Mas, de fato, esta informação não é a que mais importa,
porque aqui o final é menos importante que o processo.
Afinal, a “morte” de que trata o título não é um momento,
e sim um caminho. Caminho onde um indivíduo vai se tornando,
lenta e inconfundivelmente, um amontoado de carne indefinida.
É este processo que esquadrinha com detalhismo, de fato,
o filme de Puiu. E, neste sentido, o trabalho com o
corpo do ator principal (Ion Fiscuteanu) é de fato impressionante
(a cena da sua raspada de cabeça é algo a não sair da
cabeça e do estômago por um bom tempo).
A morte do senhor Lazaresco é também a vida do senhor
Lazaresco, porque o que é viver senão um longo trajeto
até a morte?

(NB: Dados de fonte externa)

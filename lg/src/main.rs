//! smoked looking-glass daemon
//!
//! Serves `POST /lg`: validates the requested target and runs mtr,
//! traceroute, ping or birdc against it, returning the tool's output.

use std::sync::Arc;

use anyhow::{Context, Result};
use tracing::{info, warn};
use tracing_subscriber::EnvFilter;

use smoked_lg::config::{ConfigLookup, Settings, DEFAULT_CONFIG_PATH};
use smoked_lg::dispatch::Dispatcher;
use smoked_lg::executor::{ExecLimits, ProcessExecutor};
use smoked_lg::registry::Registry;
use smoked_lg::server::{self, ServerOptions};
use smoked_lg::validate::TargetValidator;

#[tokio::main]
async fn main() -> Result<()> {
    let settings = Settings::load().context("Failed to load configuration")?;

    let filter = EnvFilter::try_from_default_env()
        .or_else(|_| EnvFilter::try_new(settings.get_string("log.level")))
        .unwrap_or_else(|_| EnvFilter::new("info"));
    tracing_subscriber::fmt()
        .with_env_filter(filter)
        .with_target(false)
        .with_level(true)
        .compact()
        .init();

    info!("smoked looking-glass starting...");
    match settings.source() {
        Some(path) => info!("Loaded config from {}", path.display()),
        None => warn!(
            "No config file at {DEFAULT_CONFIG_PATH}, using defaults and environment"
        ),
    }

    let registry = Registry::builtin(&settings);
    if registry.is_empty() {
        warn!("Every operation is disabled; all requests will be rejected");
    }
    info!("Operations enabled: {:?}", registry.names());

    let limits = ExecLimits::from_settings(&settings).context("Invalid exec limits")?;
    info!(
        "Exec limits: timeout={:?} max_output={:?}",
        limits.timeout, limits.max_output
    );

    let options = ServerOptions::from_settings(&settings).context("Invalid server settings")?;
    let settings = Arc::new(settings);
    let dispatcher = Dispatcher::new(
        Arc::new(registry),
        Arc::new(TargetValidator::builtin()),
        settings,
        ProcessExecutor::new(limits),
    );
    let app = server::router(Arc::new(dispatcher), &options).context("Failed to build router")?;

    let listener = tokio::net::TcpListener::bind(options.listen)
        .await
        .with_context(|| format!("Unable to bind {}", options.listen))?;
    info!("Looking-glass listening on http://{}", options.listen);

    server::serve(listener, app)
        .await
        .context("Unable to start server")?;

    Ok(())
}
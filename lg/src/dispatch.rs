//! Request dispatch
//!
//! Pipeline: look up operation → validate target → resolve arguments →
//! execute → wrap result. Every failure becomes a [`Response`] carrying an
//! error message; nothing escapes `handle`.

use std::sync::Arc;

use serde::{Deserialize, Serialize};
use tracing::{info, info_span, warn, Instrument};
use uuid::Uuid;

use crate::config::ConfigLookup;
use crate::executor::CommandExecutor;
use crate::registry::Registry;
use crate::resolve::resolve;
use crate::validate::TargetValidator;

pub const INVALID_TYPE: &str = "Invalid type";
pub const INVALID_TARGET: &str = "Invalid target";

/// A decoded diagnostic request
#[derive(Debug, Clone, Default, PartialEq, Eq, Serialize, Deserialize)]
pub struct Request {
    #[serde(rename = "type", default)]
    pub kind: String,
    #[serde(default)]
    pub target: String,
}

impl Request {
    pub fn new(kind: &str, target: &str) -> Self {
        Self {
            kind: kind.to_string(),
            target: target.to_string(),
        }
    }
}

/// Reply payload. Exactly one of `error` / `data` is set.
#[derive(Debug, Clone, PartialEq, Eq, Serialize)]
pub struct Response {
    #[serde(skip_serializing_if = "Option::is_none")]
    error: Option<String>,
    #[serde(skip_serializing_if = "Option::is_none")]
    data: Option<String>,
}

impl Response {
    pub fn error(message: impl Into<String>) -> Self {
        let mut message = message.into();
        if message.is_empty() {
            message = "unknown error".to_string();
        }
        Self {
            error: Some(message),
            data: None,
        }
    }

    pub fn data(data: impl Into<String>) -> Self {
        Self {
            error: None,
            data: Some(data.into()),
        }
    }

    pub fn error_message(&self) -> Option<&str> {
        self.error.as_deref()
    }

    pub fn data_text(&self) -> Option<&str> {
        self.data.as_deref()
    }

    pub fn is_error(&self) -> bool {
        self.error.is_some()
    }
}

/// Runs one request at a time against shared, read-only state
pub struct Dispatcher<E> {
    registry: Arc<Registry>,
    validator: Arc<TargetValidator>,
    config: Arc<dyn ConfigLookup>,
    executor: E,
}

impl<E: CommandExecutor> Dispatcher<E> {
    pub fn new(
        registry: Arc<Registry>,
        validator: Arc<TargetValidator>,
        config: Arc<dyn ConfigLookup>,
        executor: E,
    ) -> Self {
        Self {
            registry,
            validator,
            config,
            executor,
        }
    }

    /// Decode a JSON body and handle it. Decode failures are reported as
    /// an error response carrying the decoder's message.
    pub async fn handle_json(&self, body: &[u8]) -> Response {
        match serde_json::from_slice::<Request>(body) {
            Ok(request) => self.handle(&request).await,
            Err(e) => {
                warn!("Malformed request: {e}");
                Response::error(e.to_string())
            }
        }
    }

    pub async fn handle(&self, request: &Request) -> Response {
        let span = info_span!("dispatch", id = %Uuid::new_v4(), op = %request.kind);
        self.dispatch(request).instrument(span).await
    }

    async fn dispatch(&self, request: &Request) -> Response {
        let Some(op) = self.registry.lookup(&request.kind) else {
            warn!("Unknown operation: {:?}", request.kind);
            return Response::error(INVALID_TYPE);
        };

        if !self
            .validator
            .is_valid(&request.target, op.validation_classes())
        {
            warn!("Rejected target: {:?}", request.target);
            return Response::error(INVALID_TARGET);
        }

        info!("Dispatching {} for {}", op.name(), request.target);
        let command = resolve(op, &request.target, self.config.as_ref());

        match self.executor.execute(&command).await {
            Ok(output) => Response::data(String::from_utf8_lossy(&output).into_owned()),
            Err(e) => {
                warn!("{} failed: {e}", op.name());
                Response::error(e.to_string())
            }
        }
    }
}
//! Target validation
//!
//! A target is accepted when it satisfies at least one of the validation
//! classes an operation declares. Each class is a [`TargetRule`]; new
//! classes are added to the [`TargetValidator`] table by name.

use std::collections::HashMap;
use std::net::IpAddr;

use tracing::warn;

const MAX_HOSTNAME_LEN: usize = 253;
const MAX_LABEL_LEN: usize = 63;

/// A named syntax check for targets
pub trait TargetRule: Send + Sync {
    fn name(&self) -> &'static str;

    /// Whole-string match; partial matches are failures.
    fn matches(&self, target: &str) -> bool;
}

/// IPv4 or IPv6 literal
pub struct IpRule;

impl TargetRule for IpRule {
    fn name(&self) -> &'static str {
        "ip"
    }

    fn matches(&self, target: &str) -> bool {
        target.parse::<IpAddr>().is_ok()
    }
}

/// DNS hostname: dot-separated labels of ASCII alphanumerics and hyphens
pub struct HostnameRule;

impl TargetRule for HostnameRule {
    fn name(&self) -> &'static str {
        "hostname"
    }

    fn matches(&self, target: &str) -> bool {
        if target.is_empty() || target.len() > MAX_HOSTNAME_LEN {
            return false;
        }
        target.split('.').all(valid_label)
    }
}

fn valid_label(label: &str) -> bool {
    !label.is_empty()
        && label.len() <= MAX_LABEL_LEN
        && !label.starts_with('-')
        && !label.ends_with('-')
        && label.bytes().all(|b| b.is_ascii_alphanumeric() || b == b'-')
}

/// `address/prefix` for either address family
pub struct CidrRule;

impl TargetRule for CidrRule {
    fn name(&self) -> &'static str {
        "cidr"
    }

    fn matches(&self, target: &str) -> bool {
        let Some((addr, prefix)) = target.split_once('/') else {
            return false;
        };
        let Ok(addr) = addr.parse::<IpAddr>() else {
            return false;
        };
        if prefix.is_empty() || !prefix.bytes().all(|b| b.is_ascii_digit()) {
            return false;
        }
        let Ok(prefix) = prefix.parse::<u8>() else {
            return false;
        };
        let max = if addr.is_ipv4() { 32 } else { 128 };
        prefix <= max
    }
}

/// Table of validation classes, keyed by class name
pub struct TargetValidator {
    rules: HashMap<&'static str, Box<dyn TargetRule>>,
}

impl TargetValidator {
    /// Empty table; every target fails until rules are added.
    pub fn empty() -> Self {
        Self {
            rules: HashMap::new(),
        }
    }

    /// `ip`, `hostname` and `cidr`.
    pub fn builtin() -> Self {
        Self::empty()
            .with_rule(IpRule)
            .with_rule(HostnameRule)
            .with_rule(CidrRule)
    }

    /// Add (or replace) a class.
    pub fn with_rule<R: TargetRule + 'static>(mut self, rule: R) -> Self {
        self.rules.insert(rule.name(), Box::new(rule));
        self
    }

    pub fn has_class(&self, class: &str) -> bool {
        self.rules.contains_key(class)
    }

    /// True on the first class that matches. Unknown class names never match.
    pub fn is_valid<S: AsRef<str>>(&self, target: &str, classes: &[S]) -> bool {
        classes.iter().any(|class| {
            let class = class.as_ref();
            match self.rules.get(class) {
                Some(rule) => rule.matches(target),
                None => {
                    warn!("Unknown validation class: {class}");
                    false
                }
            }
        })
    }
}

impl Default for TargetValidator {
    fn default() -> Self {
        Self::builtin()
    }
}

Metáfora possível da passagem de todos
nós por este mundo, o filme é esfuziante, ambíguo e
duro. A Morte do Senhor Lazaresco é, enfim (e
esta sua grande surpresa), cheio de vida. Nem por isso
mais fácil de absorver, mas certamente por isso quilômetros
acima de qualquer expectativa que podíamos ter de uma
outra abordagem banal de um tema tão complexo.